Square peg in a round hole

"Square peg in a round hole" is an idiomatic expression which describes the unusual individualist who could not fit into a niche of their society.[1]

The metaphor was originated by Sydney Smith in "On the Conduct of the Understanding", one of a series of lectures on moral philosophy that he delivered at the Royal Institution in 1804–06:

If you choose to represent the various parts in life by holes upon a table, of different shapes,—some circular, some triangular, some square, some oblong,—and the person acting these parts by bits of wood of similar shapes, we shall generally find that the triangular person has got into the square hole, the oblong into the triangular, and a square person has squeezed himself into the round hole. The officer and the office, the doer and the thing done, seldom fit so exactly, that we can say they were almost made for each other.[2]

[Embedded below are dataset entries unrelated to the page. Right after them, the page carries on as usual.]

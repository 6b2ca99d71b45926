//! Per-draw randomness for a hand-written look.

use rand::rngs::{StdRng, ThreadRng};
use rand::{Rng, SeedableRng};

/// Source of per-draw vertical offsets and rotation angles.
pub trait JitterSource {
    /// Integer offset in `[-amplitude, amplitude]`. Zero when `amplitude <= 0`.
    fn offset(&mut self, amplitude: i32) -> i32;

    /// Angle in degrees in `[-max_deg, max_deg]`. Zero when `max_deg <= 0`.
    fn angle(&mut self, max_deg: f32) -> f32;
}

impl<T: JitterSource + ?Sized> JitterSource for &mut T {
    fn offset(&mut self, amplitude: i32) -> i32 {
        (**self).offset(amplitude)
    }

    fn angle(&mut self, max_deg: f32) -> f32 {
        (**self).angle(max_deg)
    }
}

/// Always zero. Layout output is fully deterministic.
#[derive(Clone, Copy, Debug, Default)]
pub struct NoJitter;

impl JitterSource for NoJitter {
    fn offset(&mut self, _amplitude: i32) -> i32 {
        0
    }

    fn angle(&mut self, _max_deg: f32) -> f32 {
        0.0
    }
}

fn draw_offset<R: Rng + ?Sized>(rng: &mut R, amplitude: i32) -> i32 {
    if amplitude <= 0 {
        return 0;
    }
    rng.random_range(-amplitude..=amplitude)
}

fn draw_angle<R: Rng + ?Sized>(rng: &mut R, max_deg: f32) -> f32 {
    if !max_deg.is_finite() || max_deg <= 0.0 {
        return 0.0;
    }
    rng.random_range(-max_deg..=max_deg)
}

/// Reproducible jitter from a fixed seed.
#[derive(Clone, Debug)]
pub struct SeededJitter {
    rng: StdRng,
}

impl SeededJitter {
    pub fn new(seed: u64) -> Self {
        Self {
            rng: StdRng::seed_from_u64(seed),
        }
    }
}

impl JitterSource for SeededJitter {
    fn offset(&mut self, amplitude: i32) -> i32 {
        draw_offset(&mut self.rng, amplitude)
    }

    fn angle(&mut self, max_deg: f32) -> f32 {
        draw_angle(&mut self.rng, max_deg)
    }
}

/// Jitter from the thread-local OS-seeded generator.
#[derive(Clone, Debug)]
pub struct ThreadJitter {
    rng: ThreadRng,
}

impl Default for ThreadJitter {
    fn default() -> Self {
        Self { rng: rand::rng() }
    }
}

impl JitterSource for ThreadJitter {
    fn offset(&mut self, amplitude: i32) -> i32 {
        draw_offset(&mut self.rng, amplitude)
    }

    fn angle(&mut self, max_deg: f32) -> f32 {
        draw_angle(&mut self.rng, max_deg)
    }
}
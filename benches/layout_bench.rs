#[path = "../tests/common/budget_alloc.rs"]
mod budget_alloc;

use std::hint::black_box;
use std::time::Instant;

use budget_alloc::BudgetAlloc;
use image::{GrayImage, Luma};
use scrawl::{Glyph, GlyphBank, GlyphExtractor, ExtractOptions, PageSize};
use scrawl_embedded_graphics::{render_pages, EgRenderConfig};
use scrawl_render::{
    layout_flow, FlowConfig, LayoutConfig, LayoutEngine, NeverCancel, SeededJitter,
};

#[global_allocator]
static ALLOC: BudgetAlloc = BudgetAlloc::new();

const PARAGRAPH: &str = "it was a bright cold day in april and the clocks were striking thirteen \
winston smith his chin nuzzled into his breast in an effort to escape the vile wind \
slipped quickly through the glass doors of victory mansions";

struct CaseResult {
    case: &'static str,
    iterations: usize,
    min_ns: u128,
    median_ns: u128,
    max_ns: u128,
    median_peak_heap_bytes: usize,
    max_peak_heap_bytes: usize,
}

fn median<T: Copy>(sorted: &[T]) -> T {
    sorted[sorted.len() / 2]
}

fn run_case<F>(case: &'static str, warmup: usize, iters: usize, mut op: F) -> CaseResult
where
    F: FnMut() -> usize,
{
    for _ in 0..warmup {
        black_box(op());
    }
    let mut times = Vec::with_capacity(iters);
    let mut peaks = Vec::with_capacity(iters);
    for _ in 0..iters {
        let start = Instant::now();
        let (out, peak) = ALLOC.measure(&mut op);
        times.push(start.elapsed().as_nanos());
        peaks.push(peak);
        black_box(out);
    }
    times.sort_unstable();
    peaks.sort_unstable();
    CaseResult {
        case,
        iterations: iters,
        min_ns: times[0],
        median_ns: median(&times),
        max_ns: times[times.len() - 1],
        median_peak_heap_bytes: median(&peaks),
        max_peak_heap_bytes: peaks[peaks.len() - 1],
    }
}

fn bench_bank() -> GlyphBank {
    let mut bank = GlyphBank::new();
    for (i, ch) in ('a'..='z').enumerate() {
        let w = 18 + (i as u32 % 5) * 4;
        let h = 30 + (i as u32 % 4) * 3;
        bank.insert(ch, Glyph::new(GrayImage::from_pixel(w, h, Luma([35]))));
    }
    bank
}

/// A sheet of 8 rows by 12 glyph blobs.
fn bench_sheet() -> GrayImage {
    let mut sheet = GrayImage::from_pixel(1200, 800, Luma([240]));
    for row in 0..8u32 {
        for col in 0..12u32 {
            let (x0, y0) = (40 + col * 95, 40 + row * 95);
            for y in y0..y0 + 40 {
                for x in x0..x0 + 28 {
                    sheet.put_pixel(x, y, Luma([20]));
                }
            }
        }
    }
    sheet
}

fn main() {
    let quick = std::env::args().any(|arg| arg == "--quick");
    let (warmup, iters) = if quick { (1, 3) } else { (2, 10) };

    let bank = bench_bank();
    let text = vec![PARAGRAPH; 60].join("\n");
    let sheet = bench_sheet();
    let sheet_chars: String = ('a'..='z').chain('A'..='Z').chain('0'..='9').cycle().take(96).collect();

    println!("# scrawl layout benchmark");
    println!("# mode={} warmup={} iters={}", if quick { "quick" } else { "full" }, warmup, iters);
    println!("case,iterations,min_ns,median_ns,max_ns,median_peak_heap_bytes,max_peak_heap_bytes");

    let results = [
        run_case("extract_sheet", warmup, iters, || {
            GlyphExtractor::new(ExtractOptions::default())
                .extract_gray(&sheet, &sheet_chars)
                .map(|out| out.bank.len())
                .unwrap_or(0)
        }),
        run_case("layout_flow", warmup, iters, || {
            let out = layout_flow(&text, &bank, FlowConfig::default(), &mut SeededJitter::new(1));
            out.page.commands.len()
        }),
        run_case("layout_paginated_streaming", warmup, iters, || {
            let engine = LayoutEngine::new(LayoutConfig::for_page(PageSize::A4));
            let mut commands = 0;
            engine.layout_with(&text, &bank, &mut SeededJitter::new(1), &NeverCancel, |page| {
                commands += page.commands.len();
            });
            commands
        }),
        run_case("render_pages_letter", warmup, iters, || {
            let out = render_pages(
                &text,
                &bank,
                LayoutConfig::for_page(PageSize::Letter),
                EgRenderConfig::default(),
                &mut SeededJitter::new(1),
                &NeverCancel,
            );
            out.pages.len()
        }),
    ];

    for r in &results {
        println!(
            "{},{},{},{},{},{},{}",
            r.case,
            r.iterations,
            r.min_ns,
            r.median_ns,
            r.max_ns,
            r.median_peak_heap_bytes,
            r.max_peak_heap_bytes
        );
    }
}
//! Character-to-glyph bitmap store built by extraction and read by layout.

use std::collections::HashMap;
use std::sync::{Arc, RwLock};

use image::{GrayImage, Luma};

use crate::geometry::BoundingBox;
use crate::reading_order::ReadingOrder;

/// Background intensity used for glyph padding and non-ink pixels.
pub const PAPER: u8 = 255;

/// Normalized, padded glyph raster with dark ink on a light background.
#[derive(Clone, Debug, PartialEq)]
pub struct Glyph {
    bitmap: GrayImage,
}

impl Glyph {
    pub fn new(bitmap: GrayImage) -> Self {
        Self { bitmap }
    }

    pub fn bitmap(&self) -> &GrayImage {
        &self.bitmap
    }

    pub fn width(&self) -> u32 {
        self.bitmap.width()
    }

    pub fn height(&self) -> u32 {
        self.bitmap.height()
    }

    pub fn into_bitmap(self) -> GrayImage {
        self.bitmap
    }
}

/// Mapping from character to glyph.
///
/// Any `char` is a valid key, including punctuation that needs an alias when
/// written to disk (see [`crate::glyph_io`]).
#[derive(Clone, Debug, Default, PartialEq)]
pub struct GlyphBank {
    glyphs: HashMap<char, Glyph>,
}

impl GlyphBank {
    pub fn new() -> Self {
        Self::default()
    }

    pub fn get(&self, ch: char) -> Option<&Glyph> {
        self.glyphs.get(&ch)
    }

    pub fn contains(&self, ch: char) -> bool {
        self.glyphs.contains_key(&ch)
    }

    /// Insert or replace the glyph for `ch`.
    pub fn insert(&mut self, ch: char, glyph: Glyph) -> Option<Glyph> {
        self.glyphs.insert(ch, glyph)
    }

    pub fn len(&self) -> usize {
        self.glyphs.len()
    }

    pub fn is_empty(&self) -> bool {
        self.glyphs.is_empty()
    }

    pub fn iter(&self) -> impl Iterator<Item = (char, &Glyph)> {
        self.glyphs.iter().map(|(ch, glyph)| (*ch, glyph))
    }

    /// Characters in the bank, sorted.
    pub fn characters(&self) -> Vec<char> {
        let mut chars: Vec<char> = self.glyphs.keys().copied().collect();
        chars.sort_unstable();
        chars
    }
}

/// Source rasters and geometry a bank is cropped from.
#[derive(Clone, Copy, Debug)]
pub struct GlyphSource<'a> {
    /// Grayscale scan with dark ink on light paper.
    pub gray: &'a GrayImage,
    /// Binary ink mask of the same size (non-zero marks ink).
    pub ink_mask: &'a GrayImage,
    /// Boxes that survived the minimum-area filter.
    pub boxes: &'a [BoundingBox],
}

/// Crop one box into a padded glyph.
///
/// Ink pixels (per the mask) keep their source darkness; everything else
/// becomes paper. The crop is placed at `(padding, padding)` inside a
/// `(w + 2·padding) × (h + 2·padding)` paper raster.
pub fn crop_glyph(source: &GlyphSource<'_>, bbox: &BoundingBox, padding: u32) -> Option<Glyph> {
    let (img_w, img_h) = source.gray.dimensions();
    let bbox = bbox.clamped_to(img_w, img_h)?;
    let mask_in_bounds = source.ink_mask.dimensions() == (img_w, img_h);

    let out_w = bbox.w + 2 * padding;
    let out_h = bbox.h + 2 * padding;
    let mut bitmap = GrayImage::from_pixel(out_w, out_h, Luma([PAPER]));
    for dy in 0..bbox.h {
        for dx in 0..bbox.w {
            let sx = bbox.x + dx;
            let sy = bbox.y + dy;
            let is_ink = !mask_in_bounds || source.ink_mask.get_pixel(sx, sy)[0] != 0;
            if is_ink {
                let tone = source.gray.get_pixel(sx, sy)[0];
                bitmap.put_pixel(padding + dx, padding + dy, Luma([tone]));
            }
        }
    }
    Some(Glyph::new(bitmap))
}

/// Build a fresh bank pairing `order` with `chars` one-to-one.
///
/// Only the first `min(order.len(), chars.count())` pairs are assigned; the
/// rest are silently left out. A repeated character keeps the glyph of its
/// last occurrence.
pub fn build_glyph_bank(
    source: &GlyphSource<'_>,
    order: &ReadingOrder,
    chars: &str,
    padding: u32,
) -> GlyphBank {
    let by_index: HashMap<usize, &BoundingBox> =
        source.boxes.iter().map(|b| (b.source_index, b)).collect();

    let mut bank = GlyphBank::new();
    for (&source_index, ch) in order.indices().iter().zip(chars.chars()) {
        let Some(bbox) = by_index.get(&source_index) else {
            log::warn!("reading order references unknown box {}", source_index);
            continue;
        };
        match crop_glyph(source, bbox, padding) {
            Some(glyph) => {
                bank.insert(ch, glyph);
            }
            None => log::warn!(
                "box {} lies outside the source image; '{}' left unassigned",
                source_index,
                ch
            ),
        }
    }
    bank
}

/// Glyph bank behind a single read/replace lock.
///
/// Readers take an `Arc` snapshot and lay out against it without holding the
/// lock; extraction swaps the whole bank in one step.
#[derive(Debug, Default)]
pub struct SharedGlyphBank {
    inner: RwLock<Arc<GlyphBank>>,
}

impl SharedGlyphBank {
    pub fn new(bank: GlyphBank) -> Self {
        Self {
            inner: RwLock::new(Arc::new(bank)),
        }
    }

    /// Current bank snapshot.
    pub fn snapshot(&self) -> Arc<GlyphBank> {
        let guard = self
            .inner
            .read()
            .unwrap_or_else(|poisoned| poisoned.into_inner());
        Arc::clone(&guard)
    }

    /// Replace the bank wholesale. Returns the previous bank.
    pub fn replace(&self, bank: GlyphBank) -> Arc<GlyphBank> {
        let mut guard = self
            .inner
            .write()
            .unwrap_or_else(|poisoned| poisoned.into_inner());
        core::mem::replace(&mut *guard, Arc::new(bank))
    }
}

#[cfg(test)]
mod tests {
    use super::*;
    use crate::reading_order::resolve;

    fn sheet() -> (GrayImage, GrayImage, Vec<BoundingBox>) {
        // Two 4x6 ink blobs on one row at tone 40.
        let mut gray = GrayImage::from_pixel(40, 20, Luma([230]));
        let mut mask = GrayImage::new(40, 20);
        for (x0, tone) in [(5u32, 40u8), (20, 60)] {
            for y in 5..11 {
                for x in x0..x0 + 4 {
                    gray.put_pixel(x, y, Luma([tone]));
                    mask.put_pixel(x, y, Luma([255]));
                }
            }
        }
        let boxes = vec![
            BoundingBox::new(20, 5, 4, 6, 0),
            BoundingBox::new(5, 5, 4, 6, 1),
        ];
        (gray, mask, boxes)
    }

    #[test]
    fn glyphs_are_padded_with_dark_ink_on_paper() {
        let (gray, mask, boxes) = sheet();
        let source = GlyphSource {
            gray: &gray,
            ink_mask: &mask,
            boxes: &boxes,
        };
        let glyph = crop_glyph(&source, &boxes[1], 3).expect("inside");
        assert_eq!((glyph.width(), glyph.height()), (10, 12));
        assert_eq!(glyph.bitmap().get_pixel(0, 0)[0], PAPER);
        assert_eq!(glyph.bitmap().get_pixel(3, 3)[0], 40);
        assert_eq!(glyph.bitmap().get_pixel(6, 8)[0], 40);
    }

    #[test]
    fn bank_pairs_reading_order_with_characters() {
        let (gray, mask, boxes) = sheet();
        let source = GlyphSource {
            gray: &gray,
            ink_mask: &mask,
            boxes: &boxes,
        };
        let order = resolve(&boxes, 10.0);
        let bank = build_glyph_bank(&source, &order, "ab", 0);
        // Box 1 is leftmost, so it becomes 'a'.
        assert_eq!(bank.get('a').map(|g| g.bitmap().get_pixel(0, 0)[0]), Some(40));
        assert_eq!(bank.get('b').map(|g| g.bitmap().get_pixel(0, 0)[0]), Some(60));
    }

    #[test]
    fn bank_size_is_bounded_by_shorter_input() {
        let (gray, mask, boxes) = sheet();
        let source = GlyphSource {
            gray: &gray,
            ink_mask: &mask,
            boxes: &boxes,
        };
        let order = resolve(&boxes, 10.0);
        assert_eq!(build_glyph_bank(&source, &order, "xyz", 2).len(), 2);
        assert_eq!(build_glyph_bank(&source, &order, "q", 2).len(), 1);
        let bank = build_glyph_bank(&source, &order, "q", 2);
        assert!(!bank.contains('x'));
    }

    #[test]
    fn empty_order_produces_empty_bank() {
        let (gray, mask, _) = sheet();
        let source = GlyphSource {
            gray: &gray,
            ink_mask: &mask,
            boxes: &[],
        };
        let bank = build_glyph_bank(&source, &ReadingOrder::default(), "abc", 4);
        assert!(bank.is_empty());
    }

    #[test]
    fn shared_bank_replaces_wholesale() {
        let mut first = GlyphBank::new();
        first.insert('a', Glyph::new(GrayImage::new(2, 2)));
        first.insert('b', Glyph::new(GrayImage::new(2, 2)));
        let shared = SharedGlyphBank::new(first);
        let before = shared.snapshot();

        let mut second = GlyphBank::new();
        second.insert('c', Glyph::new(GrayImage::new(3, 3)));
        shared.replace(second);

        let after = shared.snapshot();
        assert_eq!(before.len(), 2);
        assert_eq!(after.characters(), vec!['c']);
        assert!(!after.contains('a'));
    }
}
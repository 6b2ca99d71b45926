//! PDF document encoder for rasterized `scrawl` pages.
//!
//! Each page raster becomes a Flate-compressed DeviceGray image XObject
//! stretched over one page of the requested size.

#![cfg_attr(
    not(test),
    deny(
        clippy::disallowed_methods,
        clippy::expect_used,
        clippy::unwrap_used,
        clippy::panic,
        clippy::panic_in_result_fn,
        clippy::todo,
        clippy::unimplemented
    )
)]

use core::fmt;

use image::GrayImage;
use lopdf::content::{Content, Operation};
use lopdf::{dictionary, Document, Object, ObjectId, Stream};
use scrawl::{DocumentEncoder, PageSize};

const PDF_VERSION: &str = "1.5";
const IMAGE_NAME: &[u8] = b"Im0";

/// PDF encoding error.
#[derive(Debug)]
pub enum EncodeError {
    /// No pages were supplied.
    NoPages,
    /// A page raster has a zero dimension.
    EmptyPage { index: usize },
    Pdf(lopdf::Error),
    Io(std::io::Error),
}

impl fmt::Display for EncodeError {
    fn fmt(&self, f: &mut fmt::Formatter<'_>) -> fmt::Result {
        match self {
            Self::NoPages => write!(f, "no pages to encode"),
            Self::EmptyPage { index } => write!(f, "page {} has no pixels", index + 1),
            Self::Pdf(err) => write!(f, "pdf encoding failed: {}", err),
            Self::Io(err) => write!(f, "pdf write failed: {}", err),
        }
    }
}

impl std::error::Error for EncodeError {
    fn source(&self) -> Option<&(dyn std::error::Error + 'static)> {
        match self {
            Self::Pdf(err) => Some(err),
            Self::Io(err) => Some(err),
            _ => None,
        }
    }
}

impl From<lopdf::Error> for EncodeError {
    fn from(value: lopdf::Error) -> Self {
        Self::Pdf(value)
    }
}

impl From<std::io::Error> for EncodeError {
    fn from(value: std::io::Error) -> Self {
        Self::Io(value)
    }
}

/// [`DocumentEncoder`] producing PDF bytes.
#[derive(Clone, Copy, Debug, PartialEq, Eq)]
pub struct PdfEncoder {
    /// zlib level for image streams (0-10).
    pub compression_level: u8,
}

impl Default for PdfEncoder {
    fn default() -> Self {
        Self {
            compression_level: 6,
        }
    }
}

impl PdfEncoder {
    pub fn new() -> Self {
        Self::default()
    }

    fn image_stream(&self, page: &GrayImage) -> Stream {
        let data = miniz_oxide::deflate::compress_to_vec_zlib(page.as_raw(), self.compression_level);
        let dict = dictionary! {
            "Type" => "XObject",
            "Subtype" => "Image",
            "Width" => i64::from(page.width()),
            "Height" => i64::from(page.height()),
            "ColorSpace" => "DeviceGray",
            "BitsPerComponent" => 8,
            "Filter" => "FlateDecode",
        };
        Stream::new(dict, data)
    }

    fn add_page(
        &self,
        doc: &mut Document,
        pages_id: ObjectId,
        page: &GrayImage,
        page_size: PageSize,
    ) -> Result<ObjectId, EncodeError> {
        let (width, height) = page_size.dimensions();
        let (width, height) = (i64::from(width), i64::from(height));
        let image_id = doc.add_object(self.image_stream(page));

        let content = Content {
            operations: vec![
                Operation::new("q", vec![]),
                Operation::new(
                    "cm",
                    vec![
                        Object::Integer(width),
                        Object::Integer(0),
                        Object::Integer(0),
                        Object::Integer(height),
                        Object::Integer(0),
                        Object::Integer(0),
                    ],
                ),
                Operation::new("Do", vec![Object::Name(IMAGE_NAME.to_vec())]),
                Operation::new("Q", vec![]),
            ],
        };
        let content_id = doc.add_object(Stream::new(dictionary! {}, content.encode()?));

        let page_id = doc.add_object(dictionary! {
            "Type" => "Page",
            "Parent" => pages_id,
            "MediaBox" => vec![
                Object::Integer(0),
                Object::Integer(0),
                Object::Integer(width),
                Object::Integer(height),
            ],
            "Contents" => content_id,
            "Resources" => dictionary! {
                "XObject" => dictionary! {
                    "Im0" => image_id,
                },
            },
        });
        Ok(page_id)
    }
}

impl DocumentEncoder for PdfEncoder {
    type Error = EncodeError;

    fn encode_document(
        &self,
        pages: &[GrayImage],
        page_size: PageSize,
    ) -> Result<Vec<u8>, Self::Error> {
        if pages.is_empty() {
            return Err(EncodeError::NoPages);
        }
        if let Some(index) = pages
            .iter()
            .position(|page| page.width() == 0 || page.height() == 0)
        {
            return Err(EncodeError::EmptyPage { index });
        }

        let mut doc = Document::with_version(PDF_VERSION);
        let pages_id = doc.new_object_id();
        let mut kids = Vec::with_capacity(pages.len());
        for page in pages {
            let page_id = self.add_page(&mut doc, pages_id, page, page_size)?;
            kids.push(Object::Reference(page_id));
        }
        let count = kids.len() as i64;
        doc.objects.insert(
            pages_id,
            Object::Dictionary(dictionary! {
                "Type" => "Pages",
                "Kids" => kids,
                "Count" => count,
            }),
        );
        let catalog_id = doc.add_object(dictionary! {
            "Type" => "Catalog",
            "Pages" => pages_id,
        });
        doc.trailer.set("Root", catalog_id);

        let mut out = Vec::new();
        doc.save_to(&mut out)?;
        log::debug!(
            "encoded {} pages at {} into {} bytes",
            pages.len(),
            page_size,
            out.len()
        );
        Ok(out)
    }
}
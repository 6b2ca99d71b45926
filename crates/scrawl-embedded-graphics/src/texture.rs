use image::GrayImage;
use rand::Rng;

/// Blend strength used when texture is enabled without an explicit value.
pub const DEFAULT_TEXTURE_STRENGTH: f32 = 0.07;

/// Blend uniform noise into a page: `out = (1 - s)·page + s·noise`.
///
/// `strength` is clamped to `[0, 1]`; zero leaves the page untouched.
pub fn apply_paper_texture<R: Rng + ?Sized>(page: &mut GrayImage, strength: f32, rng: &mut R) {
    let strength = if strength.is_finite() {
        strength.clamp(0.0, 1.0)
    } else {
        0.0
    };
    if strength == 0.0 {
        return;
    }
    for px in page.pixels_mut() {
        let noise: u8 = rng.random();
        let blended = (1.0 - strength) * f32::from(px[0]) + strength * f32::from(noise);
        px[0] = blended.round().clamp(0.0, 255.0) as u8;
    }
}
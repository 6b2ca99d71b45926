//! Binarization and region detection for handwriting sheets.

use image::{GrayImage, Luma};
use imageproc::contours::{find_contours, BorderType};
use imageproc::distance_transform::Norm;
use imageproc::morphology::open;

use crate::error::DetectorError;
use crate::geometry::Region;

/// Mask value marking ink.
pub const INK: u8 = 255;

/// Finds connected ink regions in a binary mask.
///
/// The returned order is the detector's own; extraction records each
/// region's position in it as the box `source_index`.
pub trait RegionDetector {
    fn detect_regions(&self, ink_mask: &GrayImage) -> Result<Vec<Region>, DetectorError>;
}

impl<T: RegionDetector + ?Sized> RegionDetector for &T {
    fn detect_regions(&self, ink_mask: &GrayImage) -> Result<Vec<Region>, DetectorError> {
        (**self).detect_regions(ink_mask)
    }
}

/// Binarize a scan into an ink mask (ink = [`INK`], paper = 0).
///
/// Uses an Otsu global threshold with inverted polarity, then a square
/// morphological opening of `open_radius` to drop speckle. A radius of 1
/// is a 3×3 kernel; 0 skips the opening.
pub fn binarize(gray: &GrayImage, open_radius: u8) -> GrayImage {
    let (lo, hi) = gray
        .pixels()
        .fold((u8::MAX, u8::MIN), |(lo, hi), p| (lo.min(p[0]), hi.max(p[0])));
    if lo >= hi {
        // Flat scan: nothing separates ink from paper.
        return GrayImage::new(gray.width(), gray.height());
    }
    let level = imageproc::contrast::otsu_level(gray);
    let mask = GrayImage::from_fn(gray.width(), gray.height(), |x, y| {
        if gray.get_pixel(x, y)[0] <= level {
            Luma([INK])
        } else {
            Luma([0])
        }
    });
    log::debug!("binarized {}x{} scan at otsu level {}", gray.width(), gray.height(), level);
    if open_radius == 0 {
        return mask;
    }
    open(&mask, Norm::LInf, open_radius)
}

/// Contour-based detector reporting bounding boxes of external contours.
///
/// Holes inside glyphs (the bowl of an `o`, for instance) and blobs nested
/// inside holes are not reported.
#[derive(Clone, Copy, Debug, Default, PartialEq, Eq)]
pub struct ContourDetector;

impl RegionDetector for ContourDetector {
    fn detect_regions(&self, ink_mask: &GrayImage) -> Result<Vec<Region>, DetectorError> {
        if ink_mask.width() == 0 || ink_mask.height() == 0 {
            return Ok(Vec::new());
        }
        let contours = find_contours::<u32>(ink_mask);
        let mut regions = Vec::new();
        for contour in contours
            .iter()
            .filter(|c| c.border_type == BorderType::Outer && c.parent.is_none())
        {
            let mut points = contour.points.iter();
            let Some(first) = points.next() else {
                continue;
            };
            let (mut min_x, mut min_y, mut max_x, mut max_y) = (first.x, first.y, first.x, first.y);
            for p in points {
                min_x = min_x.min(p.x);
                min_y = min_y.min(p.y);
                max_x = max_x.max(p.x);
                max_y = max_y.max(p.y);
            }
            regions.push(Region::new(min_x, min_y, max_x - min_x + 1, max_y - min_y + 1));
        }
        Ok(regions)
    }
}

The Oxford English Dictionary has as its earliest citation Albany Fonblanque, England under Seven Administrations, 1837, "Sir Robert Peel was a smooth round peg, in a sharp-cornered square hole, and Lord Lyndenurst is a rectangular square-cut peg, in a smooth round hole."

  1. ^ Wallace, Irving. (1957) The Square Pegs: Some Americans Who Dared to be Different, p. 10.
  2. ^ Smith, Sydney, Elementary Sketches of Moral Philosophy, Delivered at the Royal Institution, in the Years 1804, 1805, and 1806 (London, 1850), p. 111, quoted in Bell, Alan, Sydney Smith: A Life (Oxford, Oxford UP, 1980), p. 58.